In a letter dated December 13, 1907, the Philadelphia based physician Dr. S.A. Sterrett Metheny (1869-1921) provided information on an Arabic manuscript he was intending to sell to Joseph Rosengarten (1835-1921), a patron of the University of Pennsylvania. Dr. Metheny reported that he had acquired the manuscript in Syria from the Presbyterian missionary M.J. Easson (1841-1907) in the mountains around Latakia (Lādhiqīya), Syria. Easson had purchased the manuscript for thirty dollars from a Turkish soldier. He had told Easson that twenty years prior “he had captured the manuscript in the house of a sheik, during a punitive expedition to the Ansyri mountains which lie to the east of Latakia.” Metheny’s letter was addressed to Morris Jastrow (1861-1921), professor of Semitic languages and librarian of the University of Pennsylvania, and the physician questioned Jastrow’s judgment that the manuscript was not of great importance. “I rather am inclined to think the Ansyri MSS are much rarer and harder to obtain than you […] think. I tried repeatedly to get them when I was out among them, and I do not know that my father ever saw any but Mr. Easson’s, and he labored as a missionary to them for thirty three years.”
Over a century later, it is now clear that Jastrow was mistaken and the physician’s assessment quite correct. The text in question is Manhaj al-ʿilm wa’l-bayān wa-nuzhat al-samʿ wa’l-ʿiyān (“The path of knowledge and clarification and the bliss of hearing and witnessing”), a doctrinal treatise ascribed to the Nusayri sage Muḥammad b. ʿAlī ʿIṣmat al-Dawla (d. c.1050). Modern Nusayri bio-bibliographers in Syria have written that the work is lost, and it is not mentioned in recent scholarly treatments of Nusayri doctrine and ritual. It is likely that, at present, Easson’s manuscript (UPenn Oversize Ms. Codex 43; http://openn.library.upenn.edu/Data/0002/html/mscodex43.html) is the Manhaj‘s only extant copy; it is now available in a critical edition by David Hollenberg and Mushegh Asatryan (The Nusayri Path of Knowledge, Leiden 2024).
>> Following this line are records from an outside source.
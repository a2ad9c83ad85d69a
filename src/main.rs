//! Tic-tac-toe in the terminal.

use anyhow::Result;
use clap::Parser;
use tictactoe::{Cli, FrontendConfig, GameSession, Terminal};
use tracing::info;
use tracing_subscriber::EnvFilter;

fn main() -> Result<()> {
    // Load .env file
    dotenvy::dotenv().ok();

    let cli = Cli::parse();

    // Logs go to stderr so they never interleave with the board.
    tracing_subscriber::fmt()
        .with_env_filter(
            EnvFilter::try_from_default_env().unwrap_or_else(|_| EnvFilter::new("warn")),
        )
        .with_writer(std::io::stderr)
        .init();

    let config = match &cli.config {
        Some(path) => FrontendConfig::from_file(path)?,
        None => FrontendConfig::default(),
    }
    .with_overrides(cli.player_x.clone(), cli.player_o.clone());

    let opponent = cli.opponent();
    let names = config.names(opponent)?;
    let session = GameSession::new(cli.rule_mode(), opponent);
    info!(mode = %cli.rule_mode(), ?opponent, "Starting game");

    let stdin = std::io::stdin();
    let stdout = std::io::stdout();
    let mut terminal = Terminal::new(
        session,
        names,
        config.think_delay(),
        stdin.lock(),
        stdout.lock(),
    );
    terminal.run()
}
//! Computer opponent: minimax search with alpha-beta pruning.
//!
//! The search is a pure function of the board, the per-mark move
//! histories and the rule mode. Candidate moves are scanned in row-major
//! order and a later candidate only replaces the current best on a
//! strictly higher score, so ties always resolve to the first cell found.
//!
//! Limited-mode positions can repeat (evictions undo earlier moves), so
//! the search is cut off at a fixed ply limit. Cut-off leaves score 0.

use super::rules::{MoveHistories, apply_move, check_winner};
use super::{Board, EngineError, Mark, Position, RuleMode};
use tracing::{debug, instrument};

/// Ply limit for classic mode. Nine plies reach every terminal position.
pub const CLASSIC_SEARCH_DEPTH: u8 = 9;

/// Ply limit for limited mode.
pub const LIMITED_SEARCH_DEPTH: u8 = 6;

/// Score of a win found one ply below the root is `WIN_SCORE - 1`.
const WIN_SCORE: i32 = 10;

/// Chooses moves for the computer player.
#[derive(Debug, Clone, Copy, PartialEq, Eq)]
pub struct MoveSelector {
    mode: RuleMode,
    max_depth: u8,
}

impl MoveSelector {
    /// Creates a selector for `mode` with that mode's ply limit.
    pub fn new(mode: RuleMode) -> Self {
        let max_depth = match mode {
            RuleMode::Classic => CLASSIC_SEARCH_DEPTH,
            RuleMode::Limited => LIMITED_SEARCH_DEPTH,
        };
        Self { mode, max_depth }
    }

    /// The rule mode searched under.
    pub fn mode(&self) -> RuleMode {
        self.mode
    }

    /// The ply limit.
    pub fn max_depth(&self) -> u8 {
        self.max_depth
    }

    /// Returns the best move for `mark` to play next.
    ///
    /// `histories` is ignored in classic mode.
    ///
    /// # Errors
    ///
    /// Returns [`EngineError::NoLegalMove`] if the board is full.
    #[instrument(skip(self, board, histories), fields(mode = %self.mode))]
    pub fn select_move(
        &self,
        board: &Board,
        histories: &MoveHistories,
        mark: Mark,
    ) -> Result<Position, EngineError> {
        let mut search = Search {
            mode: self.mode,
            max_depth: self.max_depth,
            me: mark,
            nodes: 0,
        };

        let mut best: Option<(Position, i32)> = None;
        let mut alpha = i32::MIN;
        for pos in board.empty_positions() {
            let mut child = board.clone();
            let mut child_histories = histories.clone();
            apply_move(self.mode, &mut child, &mut child_histories, pos, mark)?;

            let score = search.minimax(&child, &child_histories, 1, false, alpha, i32::MAX);
            if best.is_none_or(|(_, top)| score > top) {
                best = Some((pos, score));
                alpha = alpha.max(score);
            }
        }

        let (pos, score) = best.ok_or(EngineError::NoLegalMove)?;
        debug!(%mark, position = %pos, score, nodes = search.nodes, "Selected move");
        Ok(pos)
    }
}

/// Per-call search context.
struct Search {
    mode: RuleMode,
    max_depth: u8,
    me: Mark,
    nodes: u64,
}

impl Search {
    /// Scores `board` from `self.me`'s point of view. `depth` counts plies
    /// already played below the root; `maximizing` is true when it is
    /// `self.me` to move.
    fn minimax(
        &mut self,
        board: &Board,
        histories: &MoveHistories,
        depth: u8,
        maximizing: bool,
        mut alpha: i32,
        mut beta: i32,
    ) -> i32 {
        self.nodes += 1;

        if let Some(line) = check_winner(board) {
            let depth = i32::from(depth);
            return if line.mark == self.me {
                WIN_SCORE - depth
            } else {
                depth - WIN_SCORE
            };
        }
        if board.is_full() || depth >= self.max_depth {
            return 0;
        }

        let mover = if maximizing { self.me } else { self.me.opponent() };
        let mut best = if maximizing { i32::MIN } else { i32::MAX };

        for pos in board.empty_positions() {
            let mut child = board.clone();
            let mut child_histories = histories.clone();
            if apply_move(self.mode, &mut child, &mut child_histories, pos, mover).is_err() {
                continue;
            }

            let score = self.minimax(&child, &child_histories, depth + 1, !maximizing, alpha, beta);
            if maximizing {
                best = best.max(score);
                alpha = alpha.max(best);
            } else {
                best = best.min(score);
                beta = beta.min(best);
            }
            if alpha >= beta {
                break;
            }
        }

        best
    }
}
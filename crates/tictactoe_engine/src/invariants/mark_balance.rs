//! Mark balance invariant: X is never behind O and never more than one ahead.

use super::super::{GameState, Mark};
use super::Invariant;

/// Invariant: `count(X) - count(O)` is 0 or 1.
///
/// X moves first and turns alternate. In limited mode both counts are
/// capped at three, which keeps the difference in the same range.
pub struct MarkBalanceInvariant;

impl Invariant<GameState> for MarkBalanceInvariant {
    fn holds(state: &GameState) -> bool {
        let x = state.board().count(Mark::X);
        let o = state.board().count(Mark::O);
        x == o || x == o + 1
    }

    fn description() -> &'static str {
        "X has as many marks as O or exactly one more"
    }
}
This paper will consider the codicological and paratextual evidence pertaining to Ms. Codex 43. There is strong evidence that Ms. Codex 43 was produced as a group effort by a community facing difficult circumstances in the village of Makhus in Latakia in the middle of the nineteenth century. This presentation demonstrates how evidence within a manuscript can provide social-historical evidence for the period of its assembly and first readers.